May 12 - Helping Versus Enabling

There is an old adage that goes something like this....

Throw a man a fish, feed him for a day; teach a man to fish, feed him for life.

How many fish have you thrown to others lately? And why do you continue to throw them? Is it to receive something in return...such as gratitude, a favor down the road, pleasing someone, avoiding your own hurt by eliminating theirs? Or is it truly just to help out friends in need, to give them a break, to let them know that someone cares?

If the latter is your motive, you probably will feel a lot more satisfied if you teach others to fish rather than to keep throwing them one. You will then know you have truly helped others reach their full potential, rather than perhaps sentencing them to eternal dependency.

It takes a lot longer to teach a skill than it does to supply a quick fix. But you give others their lives when you take the time to educate them...you give them their self-respect back rather than enabling them to feel like they cannot do it themselves…ever.
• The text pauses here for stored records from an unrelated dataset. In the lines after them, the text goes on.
//! port-forwarder binary
//!
//! Loads the config, starts the overlay and runs every transport until all
//! of them have stopped.

use std::path::{Path, PathBuf};
use std::process::ExitCode;

use clap::Parser;
use tracing::{error, info, warn};

use port_forwarder::config::{load_config, write_template};
use port_forwarder::forwarding::ForwarderSupervisor;
use port_forwarder::{init_logging, overlay};

#[global_allocator]
static GLOBAL: mimalloc::MiMalloc = mimalloc::MiMalloc;

/// File written by `--new`, relative to the working directory
const TEMPLATE_FILE: &str = "config.json";

#[derive(Parser)]
#[command(name = "port-forwarder")]
#[command(version)]
#[command(about = "Forward local TCP ports to remote addresses")]
struct Cli {
    /// Path to configuration file
    #[arg(short, long, default_value = "config.json")]
    config: PathBuf,

    /// Write a template config.json in the current directory and exit
    #[arg(short = 'n', long = "new")]
    new: bool,
}

#[tokio::main]
async fn main() -> ExitCode {
    let cli = Cli::parse();
    init_logging();

    if cli.new {
        return match write_template(Path::new(TEMPLATE_FILE)).await {
            Ok(()) => {
                info!("Template written to {}", TEMPLATE_FILE);
                ExitCode::SUCCESS
            }
            Err(e) => {
                error!("Failed to write template: {}", e);
                ExitCode::FAILURE
            }
        };
    }

    info!("Starting port-forwarder v{}", env!("CARGO_PKG_VERSION"));

    let config = match load_config(&cli.config).await {
        Ok(config) => config,
        Err(e) => {
            error!("Failed to load {}: {}", cli.config.display(), e);
            return ExitCode::FAILURE;
        }
    };

    let overlay = overlay::from_config(&config);
    if let Err(e) = overlay.start().await {
        error!("Failed to start {} overlay: {}", overlay.name(), e);
        return ExitCode::FAILURE;
    }
    info!(
        "{} overlay up as {}, {} transport(s)",
        overlay.name(),
        config.hostname,
        config.transports.len()
    );

    let report = ForwarderSupervisor::new(&config, overlay.clone())
        .run_all()
        .await;
    info!(
        "Transports stopped: {}/{}",
        report.completed(),
        report.total
    );

    if let Err(e) = overlay.close().await {
        warn!("Failed to close {} overlay: {}", overlay.name(), e);
    }
    ExitCode::SUCCESS
}
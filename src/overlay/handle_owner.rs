//! Handle Owner Task
//!
//! Exactly one task owns the gateway `Handle<GatewayHandler>`. Connection
//! handlers reach it through a cloneable [`HandleController`] that sends
//! commands over an mpsc channel, so no lock is ever held across `.await`.
//!
//! Each channel open runs as its own task: the gateway only confirms a
//! `direct-tcpip` open once it has reached the target, and one unreachable
//! target must not hold up opens for every other transport.

use std::sync::Arc;

use async_trait::async_trait;
use russh::client::{Handle, Msg};
use russh::Channel;
use tokio::sync::{mpsc, oneshot};
use tokio::task::JoinSet;
use tracing::{debug, info, warn};

use super::error::OverlayError;
use super::ssh::GatewayHandler;

/// Commands sent to the Handle Owner Task
pub enum HandleCommand<C = Channel<Msg>> {
    /// Open a direct-tcpip channel to `host:port`
    ChannelOpenDirectTcpip {
        host: String,
        port: u32,
        originator_host: String,
        originator_port: u32,
        reply_tx: oneshot::Sender<Result<C, russh::Error>>,
    },

    /// Disconnect from the gateway
    Disconnect,
}

/// Session operations the owner task performs
#[async_trait]
pub(crate) trait ChannelOpener: Send + Sync + 'static {
    type Channel: Send + 'static;

    async fn open(
        &self,
        host: &str,
        port: u32,
        originator_host: &str,
        originator_port: u32,
    ) -> Result<Self::Channel, russh::Error>;

    /// Close a channel nobody is waiting for anymore
    async fn release(&self, channel: Self::Channel);

    async fn shutdown(&self);
}

#[async_trait]
impl ChannelOpener for Handle<GatewayHandler> {
    type Channel = Channel<Msg>;

    async fn open(
        &self,
        host: &str,
        port: u32,
        originator_host: &str,
        originator_port: u32,
    ) -> Result<Self::Channel, russh::Error> {
        self.channel_open_direct_tcpip(host, port, originator_host, originator_port)
            .await
    }

    async fn release(&self, channel: Self::Channel) {
        // A bare Channel is not closed on drop
        if let Err(e) = channel.close().await {
            debug!("Closing abandoned channel failed: {}", e);
        }
    }

    async fn shutdown(&self) {
        let _ = Handle::disconnect(
            self,
            russh::Disconnect::ByApplication,
            "forwarder closed",
            "en",
        )
        .await;
    }
}

/// Controller for sending commands to the Handle Owner Task
#[derive(Clone)]
pub struct HandleController {
    cmd_tx: mpsc::Sender<HandleCommand>,
}

impl HandleController {
    /// Wrap a command sender (tests drive the receiving side themselves)
    pub fn new(cmd_tx: mpsc::Sender<HandleCommand>) -> Self {
        Self { cmd_tx }
    }

    /// Open a direct-tcpip channel
    pub async fn open_direct_tcpip(
        &self,
        host: &str,
        port: u32,
        originator_host: &str,
        originator_port: u32,
    ) -> Result<Channel<Msg>, OverlayError> {
        let (reply_tx, reply_rx) = oneshot::channel();
        self.cmd_tx
            .send(HandleCommand::ChannelOpenDirectTcpip {
                host: host.to_string(),
                port,
                originator_host: originator_host.to_string(),
                originator_port,
                reply_tx,
            })
            .await
            .map_err(|_| OverlayError::Disconnected)?;
        reply_rx
            .await
            .map_err(|_| OverlayError::Disconnected)?
            .map_err(|e| OverlayError::ChannelError(e.to_string()))
    }

    /// Ask the owner task to disconnect
    pub async fn disconnect(&self) {
        let _ = self.cmd_tx.send(HandleCommand::Disconnect).await;
    }

    /// Whether the owner task is still running
    pub fn is_connected(&self) -> bool {
        !self.cmd_tx.is_closed()
    }
}

/// Spawn the Handle Owner Task, taking ownership of `handle`
pub fn spawn_handle_owner_task(handle: Handle<GatewayHandler>, identity: String) -> HandleController {
    let (cmd_tx, cmd_rx) = mpsc::channel::<HandleCommand>(64);
    tokio::spawn(run_handle_owner(Arc::new(handle), cmd_rx, identity));
    HandleController { cmd_tx }
}

/// Command loop of the owner task
pub(crate) async fn run_handle_owner<O: ChannelOpener>(
    opener: Arc<O>,
    mut cmd_rx: mpsc::Receiver<HandleCommand<O::Channel>>,
    identity: String,
) {
    info!("Gateway handle owner started for {}", identity);
    let mut opens = JoinSet::new();

    loop {
        tokio::select! {
            cmd = cmd_rx.recv() => match cmd {
                Some(HandleCommand::ChannelOpenDirectTcpip {
                    host,
                    port,
                    originator_host,
                    originator_port,
                    reply_tx,
                }) => {
                    let opener = opener.clone();
                    opens.spawn(async move {
                        debug!("Opening direct-tcpip to {}:{}", host, port);
                        let result = opener
                            .open(&host, port, &originator_host, originator_port)
                            .await;
                        if let Err(Ok(channel)) = reply_tx.send(result) {
                            warn!(
                                "Caller dropped before direct-tcpip to {}:{} opened, closing channel",
                                host, port
                            );
                            opener.release(channel).await;
                        }
                    });
                }
                Some(HandleCommand::Disconnect) => {
                    info!("Disconnect requested for {}", identity);
                    break;
                }
                None => break,
            },

            // Reap finished opens
            Some(_) = opens.join_next(), if !opens.is_empty() => {}
        }
    }

    drain_pending_commands(&mut cmd_rx);
    opens.shutdown().await;

    opener.shutdown().await;
    info!("Gateway handle owner terminated for {}", identity);
}

/// Fail every queued command with a disconnect
fn drain_pending_commands<C>(cmd_rx: &mut mpsc::Receiver<HandleCommand<C>>) {
    cmd_rx.close();
    while let Ok(cmd) = cmd_rx.try_recv() {
        if let HandleCommand::ChannelOpenDirectTcpip { reply_tx, .. } = cmd {
            let _ = reply_tx.send(Err(russh::Error::Disconnect));
        }
    }
}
An example of enabling others is continuing to give them money to buy food even though you know that they are purchasing alcohol or drugs with your gifts. If you are ever afraid that their children do not receive adequate nutrition and you really want to help, buy a few bags of groceries or coupons to a restaurant that does not serve alcohol. Then, instead of handing them money to support their habits, you could take the time to teach the individuals how to manage their money and stick to their budgets.

If your friend has lost his job, volunteer to help him brainstorm so that he can find another…or discover why he was not able to hold the one that he had…but don’t volunteer to pay his bills. Relieving his financial burden may just keep him trapped in his old fears rather than giving him the courage to face the world once again. There is something about a dwindling bank account that gets us moving. If there are no consequences to not working, wouldn’t most of us choose to be on a permanent vacation… at least for a while?

If others have been using alcohol or drugs and have behaved in ways that are embarrassing, do not try to shield them from the effects of their drinking. Instead help them to connect the dots...help them to see that the consequences would not have occurred without the drugs or alcohol being used. Offer to help them find treatment and effective support if they are interested in recovery.

If your child does not want to get dressed for school and misses the bus rather regularly, tell him that the next time he will have to ride the bus in his pajamas…then by all means, let him!

Always remember, if you are helping others to escape from the consequences of their behaviors, you are unfortunately sentencing them to more of the same addictive behaviors. Is this what you want for your loved ones…or are you willing to learn how to support them in a new and genuine way?

Do you find yourself helping others or enabling them? Do you understand the difference? What is your intention when you are helping… are you looking for anything in return? Are you certain? Are you willing to take the time it takes to teach someone “to fish”? Are you willing to make the effort to truly make a difference in another person’s life?